//! Append-only snapshot store

use std::path::{Path, PathBuf};

use tracing::info;

use crate::device::{ConnectionHandle, DeviceClient};
use crate::errors::UpgradeError;
use crate::filesys::file::File;
use crate::models::artifact::ArtifactRef;
use crate::models::device::validate_hostname;
use crate::models::snapshot::{Phase, Snapshot};
use crate::storage::layout::StorageLayout;
use crate::utils::file_timestamp;

/// A snapshot together with where it was persisted
#[derive(Debug, Clone)]
pub struct StoredSnapshot {
    pub snapshot: Snapshot,
    pub artifact: ArtifactRef,
}

/// Persists snapshots as one JSON file per (device, phase, timestamp)
#[derive(Debug, Clone)]
pub struct SnapshotStore {
    layout: StorageLayout,
}

impl SnapshotStore {
    pub fn new(layout: StorageLayout) -> Self {
        Self { layout }
    }

    pub fn layout(&self) -> &StorageLayout {
        &self.layout
    }

    /// Capture the device's current network state and persist it
    pub async fn take_snapshot(
        &self,
        client: &dyn DeviceClient,
        handle: &ConnectionHandle,
        hostname: &str,
        phase: Phase,
    ) -> Result<StoredSnapshot, UpgradeError> {
        info!("{}: Taking {} snapshot", hostname, phase);
        let state = client.collect_network_state(handle).await?;
        let snapshot = Snapshot::new(hostname, phase, state);
        let artifact = self.write(&snapshot).await?;
        info!("{}: Snapshot saved to {}", hostname, artifact.path.display());
        Ok(StoredSnapshot { snapshot, artifact })
    }

    /// Persist a snapshot. Never replaces an existing file.
    pub async fn write(&self, snapshot: &Snapshot) -> Result<ArtifactRef, UpgradeError> {
        validate_hostname(&snapshot.firewall)?;
        let contents = serde_json::to_vec_pretty(snapshot)?;
        self.layout
            .phase_dir(&snapshot.firewall, snapshot.phase)
            .create_unique_file(&file_timestamp(snapshot.timestamp), "json", &contents)
            .await
            .map_err(|e| UpgradeError::StorageError(format!("writing snapshot: {}", e)))
    }

    pub async fn load(&self, path: &Path) -> Result<Snapshot, UpgradeError> {
        File::new(path).read_json().await
    }

    /// Snapshot files for a device and phase, oldest first
    pub async fn list(&self, hostname: &str, phase: Phase) -> Result<Vec<PathBuf>, UpgradeError> {
        validate_hostname(hostname)?;
        let files = self.layout.phase_dir(hostname, phase).list_files().await?;
        Ok(files
            .into_iter()
            .filter(|p| p.extension().is_some_and(|ext| ext == "json"))
            .collect())
    }

    /// Newest snapshot by timestamp; among equal timestamps the last written wins
    pub async fn latest(&self, hostname: &str, phase: Phase) -> Result<Option<Snapshot>, UpgradeError> {
        let mut newest: Option<Snapshot> = None;
        for path in self.list(hostname, phase).await? {
            let snapshot = self.load(&path).await?;
            if newest.as_ref().map_or(true, |n| snapshot.timestamp >= n.timestamp) {
                newest = Some(snapshot);
            }
        }
        Ok(newest)
    }
}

····················

● **Action item**:
Here the job is to output the lines from the start of the material through the line with "use crate::utils::file_timestamp;", inclusive, exactly and with nothing else.

● **Task solution**:
//! Append-only snapshot store

use std::path::{Path, PathBuf};

use tracing::info;

use crate::device::{ConnectionHandle, DeviceClient};
use crate::errors::UpgradeError;
use crate::filesys::file::File;
use crate::models::artifact::ArtifactRef;
use crate::models::device::validate_hostname;
use crate::models::snapshot::{Phase, Snapshot};
use crate::storage::layout::StorageLayout;
use crate::utils::file_timestamp;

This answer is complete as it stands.